→ **ACTIVITY**: The entries that follow include a run beginning at the line with "Error from skills-fs" and ending at the line with "filename crates/cubegrid-config/src/cli.rs"; restate that run word for word and leave the rest out.

→ **MATERIAL TO PROCESS**:
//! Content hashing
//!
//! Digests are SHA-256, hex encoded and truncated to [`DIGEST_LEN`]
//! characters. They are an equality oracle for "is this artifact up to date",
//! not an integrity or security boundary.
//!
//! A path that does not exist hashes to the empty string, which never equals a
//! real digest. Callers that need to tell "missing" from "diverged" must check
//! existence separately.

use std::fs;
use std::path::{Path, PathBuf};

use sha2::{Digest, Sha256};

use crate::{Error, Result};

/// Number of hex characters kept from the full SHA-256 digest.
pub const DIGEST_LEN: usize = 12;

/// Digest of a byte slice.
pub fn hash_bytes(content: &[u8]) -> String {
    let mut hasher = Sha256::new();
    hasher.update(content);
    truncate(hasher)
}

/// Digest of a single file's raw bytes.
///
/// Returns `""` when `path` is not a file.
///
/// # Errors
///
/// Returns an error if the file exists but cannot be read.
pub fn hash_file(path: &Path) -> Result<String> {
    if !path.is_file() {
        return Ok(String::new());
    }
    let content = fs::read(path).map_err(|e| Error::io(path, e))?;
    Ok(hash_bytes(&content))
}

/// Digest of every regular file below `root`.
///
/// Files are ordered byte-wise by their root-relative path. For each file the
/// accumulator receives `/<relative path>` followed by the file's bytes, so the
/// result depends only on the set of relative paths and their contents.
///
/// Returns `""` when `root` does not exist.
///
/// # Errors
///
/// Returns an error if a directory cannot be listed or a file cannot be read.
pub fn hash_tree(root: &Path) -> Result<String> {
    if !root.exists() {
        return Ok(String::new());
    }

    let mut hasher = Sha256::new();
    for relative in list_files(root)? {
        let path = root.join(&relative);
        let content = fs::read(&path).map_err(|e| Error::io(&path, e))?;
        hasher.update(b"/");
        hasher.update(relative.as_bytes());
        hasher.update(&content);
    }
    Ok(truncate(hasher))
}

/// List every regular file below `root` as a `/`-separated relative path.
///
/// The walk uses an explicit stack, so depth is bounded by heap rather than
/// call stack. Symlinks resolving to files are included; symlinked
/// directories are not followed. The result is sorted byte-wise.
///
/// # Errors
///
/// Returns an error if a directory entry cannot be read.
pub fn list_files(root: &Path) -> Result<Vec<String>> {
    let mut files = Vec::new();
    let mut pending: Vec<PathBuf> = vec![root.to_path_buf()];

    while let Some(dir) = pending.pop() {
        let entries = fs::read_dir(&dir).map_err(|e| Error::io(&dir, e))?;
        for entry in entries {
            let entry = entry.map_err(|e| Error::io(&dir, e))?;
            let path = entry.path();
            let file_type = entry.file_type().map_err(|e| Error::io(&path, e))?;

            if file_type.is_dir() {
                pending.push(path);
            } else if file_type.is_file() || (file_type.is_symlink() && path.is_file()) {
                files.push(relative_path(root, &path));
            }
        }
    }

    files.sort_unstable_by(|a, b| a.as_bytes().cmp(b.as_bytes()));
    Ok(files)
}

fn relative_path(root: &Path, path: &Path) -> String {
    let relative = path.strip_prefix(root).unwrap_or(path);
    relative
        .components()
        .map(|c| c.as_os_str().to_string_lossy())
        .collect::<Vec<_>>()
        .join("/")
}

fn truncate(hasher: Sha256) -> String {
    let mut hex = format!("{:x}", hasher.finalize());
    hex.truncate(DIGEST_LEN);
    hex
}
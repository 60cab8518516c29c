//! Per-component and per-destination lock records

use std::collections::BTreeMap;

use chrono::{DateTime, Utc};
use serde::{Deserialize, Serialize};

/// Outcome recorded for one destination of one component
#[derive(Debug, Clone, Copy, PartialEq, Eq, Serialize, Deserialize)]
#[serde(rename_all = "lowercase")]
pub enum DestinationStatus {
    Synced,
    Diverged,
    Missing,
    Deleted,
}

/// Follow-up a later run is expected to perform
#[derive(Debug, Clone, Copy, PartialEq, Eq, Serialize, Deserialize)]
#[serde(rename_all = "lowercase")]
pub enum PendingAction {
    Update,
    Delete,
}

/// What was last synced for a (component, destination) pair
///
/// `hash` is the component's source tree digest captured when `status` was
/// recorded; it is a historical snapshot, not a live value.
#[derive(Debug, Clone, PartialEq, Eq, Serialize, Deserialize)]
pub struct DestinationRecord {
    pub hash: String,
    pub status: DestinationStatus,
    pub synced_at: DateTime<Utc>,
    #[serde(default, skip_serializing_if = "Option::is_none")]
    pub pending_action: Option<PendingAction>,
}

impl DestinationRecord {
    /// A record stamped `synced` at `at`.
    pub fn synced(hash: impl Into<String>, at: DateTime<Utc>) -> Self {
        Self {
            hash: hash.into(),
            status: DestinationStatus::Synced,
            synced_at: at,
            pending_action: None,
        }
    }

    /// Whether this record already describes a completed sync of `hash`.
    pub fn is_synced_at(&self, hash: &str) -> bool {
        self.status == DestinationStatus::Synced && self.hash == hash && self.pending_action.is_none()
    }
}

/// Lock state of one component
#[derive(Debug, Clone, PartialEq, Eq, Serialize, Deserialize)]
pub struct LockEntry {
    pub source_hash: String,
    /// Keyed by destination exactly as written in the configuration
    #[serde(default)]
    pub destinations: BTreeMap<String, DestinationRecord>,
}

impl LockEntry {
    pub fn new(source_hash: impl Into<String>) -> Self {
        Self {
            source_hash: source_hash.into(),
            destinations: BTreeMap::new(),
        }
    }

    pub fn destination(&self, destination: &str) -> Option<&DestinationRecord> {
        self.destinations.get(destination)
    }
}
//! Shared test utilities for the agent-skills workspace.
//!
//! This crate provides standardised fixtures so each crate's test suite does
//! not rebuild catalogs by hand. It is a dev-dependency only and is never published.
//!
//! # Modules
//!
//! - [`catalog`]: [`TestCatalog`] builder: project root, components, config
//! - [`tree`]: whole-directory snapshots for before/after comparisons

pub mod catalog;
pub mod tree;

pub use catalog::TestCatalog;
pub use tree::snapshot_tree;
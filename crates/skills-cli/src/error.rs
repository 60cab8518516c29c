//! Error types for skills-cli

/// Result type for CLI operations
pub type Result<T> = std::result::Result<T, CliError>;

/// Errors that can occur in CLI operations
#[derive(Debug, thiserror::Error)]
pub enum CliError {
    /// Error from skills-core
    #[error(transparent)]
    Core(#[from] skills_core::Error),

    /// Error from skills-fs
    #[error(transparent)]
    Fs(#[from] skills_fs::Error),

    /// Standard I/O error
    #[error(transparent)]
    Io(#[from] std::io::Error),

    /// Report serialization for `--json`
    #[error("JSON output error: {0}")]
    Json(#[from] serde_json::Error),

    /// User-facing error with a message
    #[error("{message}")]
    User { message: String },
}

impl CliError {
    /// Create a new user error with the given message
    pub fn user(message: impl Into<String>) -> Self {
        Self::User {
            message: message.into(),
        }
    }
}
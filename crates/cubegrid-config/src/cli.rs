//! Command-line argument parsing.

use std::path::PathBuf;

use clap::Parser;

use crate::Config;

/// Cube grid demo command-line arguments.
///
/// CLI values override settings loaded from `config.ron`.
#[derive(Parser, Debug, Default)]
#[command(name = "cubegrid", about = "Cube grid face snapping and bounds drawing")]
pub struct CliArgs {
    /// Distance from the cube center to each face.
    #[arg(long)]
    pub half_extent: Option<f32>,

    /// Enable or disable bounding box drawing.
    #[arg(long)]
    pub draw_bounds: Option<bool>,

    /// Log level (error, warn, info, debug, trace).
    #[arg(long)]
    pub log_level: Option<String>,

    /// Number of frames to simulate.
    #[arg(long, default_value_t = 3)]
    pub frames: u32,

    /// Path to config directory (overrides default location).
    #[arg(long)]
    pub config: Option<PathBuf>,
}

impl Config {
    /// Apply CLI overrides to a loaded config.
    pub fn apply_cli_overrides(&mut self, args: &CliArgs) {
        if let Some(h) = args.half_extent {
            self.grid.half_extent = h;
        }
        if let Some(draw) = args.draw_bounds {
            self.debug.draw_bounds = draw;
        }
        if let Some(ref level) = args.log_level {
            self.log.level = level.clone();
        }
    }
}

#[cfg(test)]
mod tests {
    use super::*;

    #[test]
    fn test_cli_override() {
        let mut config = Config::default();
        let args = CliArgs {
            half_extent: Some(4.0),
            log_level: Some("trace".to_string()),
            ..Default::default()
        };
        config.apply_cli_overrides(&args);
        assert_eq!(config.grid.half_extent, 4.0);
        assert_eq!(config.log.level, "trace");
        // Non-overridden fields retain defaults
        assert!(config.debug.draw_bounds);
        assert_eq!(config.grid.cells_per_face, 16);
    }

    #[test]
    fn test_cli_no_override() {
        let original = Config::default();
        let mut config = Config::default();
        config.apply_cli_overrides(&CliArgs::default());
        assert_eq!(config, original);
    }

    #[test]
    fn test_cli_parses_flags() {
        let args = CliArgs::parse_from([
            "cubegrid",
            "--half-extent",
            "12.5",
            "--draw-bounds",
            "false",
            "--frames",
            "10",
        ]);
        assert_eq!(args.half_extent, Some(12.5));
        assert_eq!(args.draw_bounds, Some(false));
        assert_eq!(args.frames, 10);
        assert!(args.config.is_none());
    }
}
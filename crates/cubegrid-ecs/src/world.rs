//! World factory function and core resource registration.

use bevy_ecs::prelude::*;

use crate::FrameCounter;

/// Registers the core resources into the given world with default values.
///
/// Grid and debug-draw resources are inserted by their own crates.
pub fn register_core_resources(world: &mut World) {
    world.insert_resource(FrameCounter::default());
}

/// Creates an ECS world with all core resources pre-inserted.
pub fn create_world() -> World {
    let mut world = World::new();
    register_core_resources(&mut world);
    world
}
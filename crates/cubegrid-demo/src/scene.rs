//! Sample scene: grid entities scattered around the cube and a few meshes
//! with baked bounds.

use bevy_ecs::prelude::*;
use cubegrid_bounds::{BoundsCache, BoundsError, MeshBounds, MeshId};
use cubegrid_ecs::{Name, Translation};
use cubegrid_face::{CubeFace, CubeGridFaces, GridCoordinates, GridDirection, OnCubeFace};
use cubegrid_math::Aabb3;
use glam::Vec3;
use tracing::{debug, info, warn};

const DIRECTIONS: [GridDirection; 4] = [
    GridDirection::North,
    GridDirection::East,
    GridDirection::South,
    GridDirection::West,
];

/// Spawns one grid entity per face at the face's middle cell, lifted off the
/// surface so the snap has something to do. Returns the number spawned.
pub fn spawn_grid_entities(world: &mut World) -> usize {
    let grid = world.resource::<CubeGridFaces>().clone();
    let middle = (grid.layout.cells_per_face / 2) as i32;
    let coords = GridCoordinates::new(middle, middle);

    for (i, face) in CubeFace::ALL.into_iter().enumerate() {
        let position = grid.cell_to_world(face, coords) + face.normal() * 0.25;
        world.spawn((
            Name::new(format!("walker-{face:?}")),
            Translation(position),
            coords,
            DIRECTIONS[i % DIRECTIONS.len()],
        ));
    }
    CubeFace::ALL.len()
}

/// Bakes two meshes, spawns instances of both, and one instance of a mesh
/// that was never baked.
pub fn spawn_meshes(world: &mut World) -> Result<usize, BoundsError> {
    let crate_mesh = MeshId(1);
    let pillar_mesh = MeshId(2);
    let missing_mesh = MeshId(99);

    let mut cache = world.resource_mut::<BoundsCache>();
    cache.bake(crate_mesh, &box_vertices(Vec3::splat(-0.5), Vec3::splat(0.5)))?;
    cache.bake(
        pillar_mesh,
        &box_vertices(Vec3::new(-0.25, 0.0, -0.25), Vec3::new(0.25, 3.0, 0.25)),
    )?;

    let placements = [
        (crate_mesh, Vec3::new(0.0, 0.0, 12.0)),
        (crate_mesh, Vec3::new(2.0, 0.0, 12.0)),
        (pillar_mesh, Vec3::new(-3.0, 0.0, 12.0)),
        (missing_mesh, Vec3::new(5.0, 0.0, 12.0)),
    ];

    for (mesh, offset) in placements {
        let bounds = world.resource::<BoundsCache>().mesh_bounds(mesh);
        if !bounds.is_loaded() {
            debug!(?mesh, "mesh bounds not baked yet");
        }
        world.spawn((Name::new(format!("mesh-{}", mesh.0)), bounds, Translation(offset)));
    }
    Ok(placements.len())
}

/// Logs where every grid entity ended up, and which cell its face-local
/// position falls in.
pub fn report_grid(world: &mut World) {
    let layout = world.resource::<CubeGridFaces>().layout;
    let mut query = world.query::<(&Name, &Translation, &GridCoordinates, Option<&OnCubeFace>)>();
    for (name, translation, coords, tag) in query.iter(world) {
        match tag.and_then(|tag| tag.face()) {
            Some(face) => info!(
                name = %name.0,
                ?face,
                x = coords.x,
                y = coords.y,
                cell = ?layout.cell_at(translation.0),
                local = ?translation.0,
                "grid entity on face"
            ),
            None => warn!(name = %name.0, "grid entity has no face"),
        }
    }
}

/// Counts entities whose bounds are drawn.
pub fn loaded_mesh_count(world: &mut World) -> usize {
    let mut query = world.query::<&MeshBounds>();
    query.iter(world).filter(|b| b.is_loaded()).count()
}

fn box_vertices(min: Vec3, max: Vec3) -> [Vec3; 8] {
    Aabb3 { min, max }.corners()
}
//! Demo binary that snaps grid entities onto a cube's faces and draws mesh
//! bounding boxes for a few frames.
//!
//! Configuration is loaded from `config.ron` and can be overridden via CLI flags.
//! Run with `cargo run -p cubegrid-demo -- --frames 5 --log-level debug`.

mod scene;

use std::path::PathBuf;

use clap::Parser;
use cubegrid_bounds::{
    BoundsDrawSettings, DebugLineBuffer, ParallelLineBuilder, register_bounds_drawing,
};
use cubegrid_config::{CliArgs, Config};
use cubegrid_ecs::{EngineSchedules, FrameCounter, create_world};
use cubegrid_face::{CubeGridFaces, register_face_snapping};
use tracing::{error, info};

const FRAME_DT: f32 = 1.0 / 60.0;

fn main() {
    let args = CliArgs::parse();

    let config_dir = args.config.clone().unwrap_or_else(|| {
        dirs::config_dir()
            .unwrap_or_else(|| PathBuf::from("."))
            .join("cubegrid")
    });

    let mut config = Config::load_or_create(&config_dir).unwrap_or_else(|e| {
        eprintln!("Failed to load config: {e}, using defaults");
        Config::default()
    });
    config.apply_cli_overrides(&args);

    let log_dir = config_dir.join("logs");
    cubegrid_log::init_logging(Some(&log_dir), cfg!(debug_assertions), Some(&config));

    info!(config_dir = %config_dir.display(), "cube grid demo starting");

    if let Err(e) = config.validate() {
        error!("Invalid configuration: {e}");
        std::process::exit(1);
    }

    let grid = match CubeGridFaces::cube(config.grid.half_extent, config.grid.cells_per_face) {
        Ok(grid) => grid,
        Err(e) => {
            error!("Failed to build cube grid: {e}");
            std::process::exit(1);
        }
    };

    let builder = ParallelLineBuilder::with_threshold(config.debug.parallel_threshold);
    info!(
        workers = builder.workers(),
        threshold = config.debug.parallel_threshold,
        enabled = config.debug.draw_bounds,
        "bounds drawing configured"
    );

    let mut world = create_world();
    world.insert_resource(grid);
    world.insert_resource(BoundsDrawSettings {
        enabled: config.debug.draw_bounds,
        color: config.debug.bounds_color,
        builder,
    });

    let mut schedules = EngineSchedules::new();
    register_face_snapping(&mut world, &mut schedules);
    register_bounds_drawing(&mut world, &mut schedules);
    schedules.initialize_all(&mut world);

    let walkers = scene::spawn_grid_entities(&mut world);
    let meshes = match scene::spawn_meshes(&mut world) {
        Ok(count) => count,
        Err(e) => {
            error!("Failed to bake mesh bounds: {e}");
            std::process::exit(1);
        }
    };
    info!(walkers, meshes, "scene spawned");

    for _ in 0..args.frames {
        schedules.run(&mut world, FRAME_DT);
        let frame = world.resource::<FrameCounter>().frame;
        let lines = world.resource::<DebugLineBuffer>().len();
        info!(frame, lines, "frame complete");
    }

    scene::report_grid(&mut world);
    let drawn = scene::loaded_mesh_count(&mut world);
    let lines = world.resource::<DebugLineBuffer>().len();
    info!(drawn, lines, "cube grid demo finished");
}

→ **TASK OUTPUT**:
    /// Error from skills-fs
    #[error(transparent)]
    Fs(#[from] skills_fs::Error),

    /// Standard I/O error
    #[error(transparent)]
    Io(#[from] std::io::Error),

    /// Report serialization for `--json`
    #[error("JSON output error: {0}")]
    Json(#[from] serde_json::Error),

    /// User-facing error with a message
    #[error("{message}")]
    User { message: String },
}

impl CliError {
    /// Create a new user error with the given message
    pub fn user(message: impl Into<String>) -> Self {
        Self::User {
            message: message.into(),
        }
    }
}
filename crates/cubegrid-config/src/cli.rs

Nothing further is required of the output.